**SOURCE DATA**
*** Begin section ***
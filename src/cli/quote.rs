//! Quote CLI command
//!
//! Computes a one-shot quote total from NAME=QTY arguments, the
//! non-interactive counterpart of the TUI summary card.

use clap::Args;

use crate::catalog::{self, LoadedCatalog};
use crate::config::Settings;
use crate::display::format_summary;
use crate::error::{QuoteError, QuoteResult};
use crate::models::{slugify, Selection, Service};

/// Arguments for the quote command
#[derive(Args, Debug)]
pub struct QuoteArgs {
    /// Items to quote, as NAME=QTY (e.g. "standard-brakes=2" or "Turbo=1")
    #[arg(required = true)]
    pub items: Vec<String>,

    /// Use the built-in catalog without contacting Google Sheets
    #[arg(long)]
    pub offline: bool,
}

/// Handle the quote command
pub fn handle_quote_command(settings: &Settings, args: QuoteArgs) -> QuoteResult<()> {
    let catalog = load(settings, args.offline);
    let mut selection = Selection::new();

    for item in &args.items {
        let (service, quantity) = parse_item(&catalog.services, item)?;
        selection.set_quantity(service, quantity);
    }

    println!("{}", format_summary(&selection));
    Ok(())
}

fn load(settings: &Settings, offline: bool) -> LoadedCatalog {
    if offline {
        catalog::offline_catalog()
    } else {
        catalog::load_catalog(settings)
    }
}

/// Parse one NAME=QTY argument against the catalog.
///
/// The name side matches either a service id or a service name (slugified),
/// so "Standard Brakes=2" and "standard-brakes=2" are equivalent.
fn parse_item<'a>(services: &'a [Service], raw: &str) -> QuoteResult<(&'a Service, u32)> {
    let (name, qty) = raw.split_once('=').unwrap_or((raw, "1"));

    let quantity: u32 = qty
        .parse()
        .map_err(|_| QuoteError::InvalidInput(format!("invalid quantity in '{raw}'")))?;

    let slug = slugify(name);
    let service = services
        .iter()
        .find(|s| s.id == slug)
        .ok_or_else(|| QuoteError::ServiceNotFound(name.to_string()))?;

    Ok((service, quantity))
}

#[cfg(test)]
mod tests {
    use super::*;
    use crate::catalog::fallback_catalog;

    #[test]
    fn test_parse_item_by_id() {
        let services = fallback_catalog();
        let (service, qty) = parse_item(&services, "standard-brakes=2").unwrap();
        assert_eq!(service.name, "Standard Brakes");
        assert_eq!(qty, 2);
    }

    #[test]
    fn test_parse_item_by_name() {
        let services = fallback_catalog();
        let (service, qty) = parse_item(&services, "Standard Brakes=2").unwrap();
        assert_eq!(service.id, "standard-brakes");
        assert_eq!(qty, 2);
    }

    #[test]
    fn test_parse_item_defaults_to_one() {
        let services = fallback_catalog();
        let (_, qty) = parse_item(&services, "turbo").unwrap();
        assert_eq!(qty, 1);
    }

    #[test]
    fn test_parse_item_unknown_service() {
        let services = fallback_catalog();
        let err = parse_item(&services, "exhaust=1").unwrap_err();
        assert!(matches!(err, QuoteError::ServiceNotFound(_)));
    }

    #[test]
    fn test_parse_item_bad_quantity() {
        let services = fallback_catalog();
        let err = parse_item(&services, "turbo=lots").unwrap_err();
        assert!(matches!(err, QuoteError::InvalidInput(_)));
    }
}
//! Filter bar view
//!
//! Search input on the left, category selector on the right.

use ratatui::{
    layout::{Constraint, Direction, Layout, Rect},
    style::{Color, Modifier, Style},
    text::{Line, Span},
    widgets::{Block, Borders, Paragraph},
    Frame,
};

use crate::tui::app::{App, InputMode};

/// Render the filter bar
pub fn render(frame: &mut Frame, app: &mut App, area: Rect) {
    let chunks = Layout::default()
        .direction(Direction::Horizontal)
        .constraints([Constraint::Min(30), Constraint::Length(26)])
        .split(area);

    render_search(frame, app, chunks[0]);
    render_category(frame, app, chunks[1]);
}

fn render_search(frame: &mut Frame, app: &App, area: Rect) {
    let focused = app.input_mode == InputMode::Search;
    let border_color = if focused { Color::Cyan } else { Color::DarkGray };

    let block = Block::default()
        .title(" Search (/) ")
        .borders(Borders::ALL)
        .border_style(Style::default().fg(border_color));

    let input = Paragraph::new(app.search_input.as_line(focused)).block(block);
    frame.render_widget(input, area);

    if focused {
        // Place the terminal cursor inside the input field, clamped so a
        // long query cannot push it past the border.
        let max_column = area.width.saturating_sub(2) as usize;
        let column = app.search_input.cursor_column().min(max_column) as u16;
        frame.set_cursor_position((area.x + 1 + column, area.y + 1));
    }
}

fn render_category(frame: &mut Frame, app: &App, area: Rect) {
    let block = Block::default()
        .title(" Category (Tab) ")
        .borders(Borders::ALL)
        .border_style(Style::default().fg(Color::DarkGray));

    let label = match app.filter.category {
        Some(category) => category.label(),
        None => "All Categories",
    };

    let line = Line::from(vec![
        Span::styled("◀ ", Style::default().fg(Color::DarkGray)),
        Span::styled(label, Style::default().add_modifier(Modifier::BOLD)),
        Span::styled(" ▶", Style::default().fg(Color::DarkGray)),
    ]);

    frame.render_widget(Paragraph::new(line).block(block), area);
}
*** End section ***
*** Begin section ***
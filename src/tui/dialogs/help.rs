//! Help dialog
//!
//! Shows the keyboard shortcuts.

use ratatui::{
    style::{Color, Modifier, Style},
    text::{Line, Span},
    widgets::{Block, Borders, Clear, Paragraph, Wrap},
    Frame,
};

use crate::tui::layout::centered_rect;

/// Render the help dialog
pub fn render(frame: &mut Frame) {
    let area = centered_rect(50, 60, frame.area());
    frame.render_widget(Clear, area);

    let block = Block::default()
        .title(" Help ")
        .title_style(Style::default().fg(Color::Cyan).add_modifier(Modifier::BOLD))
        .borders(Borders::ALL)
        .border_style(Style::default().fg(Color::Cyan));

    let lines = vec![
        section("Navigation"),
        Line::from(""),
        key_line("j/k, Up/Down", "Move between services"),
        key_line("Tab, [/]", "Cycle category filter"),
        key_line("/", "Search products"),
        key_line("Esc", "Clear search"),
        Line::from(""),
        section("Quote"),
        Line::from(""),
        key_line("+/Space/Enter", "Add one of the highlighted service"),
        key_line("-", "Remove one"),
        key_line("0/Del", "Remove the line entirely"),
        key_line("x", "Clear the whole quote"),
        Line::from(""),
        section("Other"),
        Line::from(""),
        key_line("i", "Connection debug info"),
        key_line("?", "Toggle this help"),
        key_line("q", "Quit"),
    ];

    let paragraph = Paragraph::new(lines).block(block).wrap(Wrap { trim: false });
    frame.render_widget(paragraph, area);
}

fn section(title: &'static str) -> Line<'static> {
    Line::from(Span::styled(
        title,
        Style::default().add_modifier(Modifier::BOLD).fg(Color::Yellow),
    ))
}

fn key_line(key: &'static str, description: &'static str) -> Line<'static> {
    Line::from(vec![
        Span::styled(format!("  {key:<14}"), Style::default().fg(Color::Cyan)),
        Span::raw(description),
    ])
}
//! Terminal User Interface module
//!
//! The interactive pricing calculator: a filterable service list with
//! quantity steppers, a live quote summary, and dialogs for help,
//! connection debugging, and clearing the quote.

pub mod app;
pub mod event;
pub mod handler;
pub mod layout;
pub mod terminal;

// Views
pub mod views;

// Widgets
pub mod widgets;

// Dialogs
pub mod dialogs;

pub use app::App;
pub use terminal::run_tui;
*** End section ***
**ACTIVITY**
Find the word "chunks" in the material, then list each line that holds it.

**RESPONSE BOX**
    let chunks = Layout::default()
    render_search(frame, app, chunks[0]);
    render_category(frame, app, chunks[1]);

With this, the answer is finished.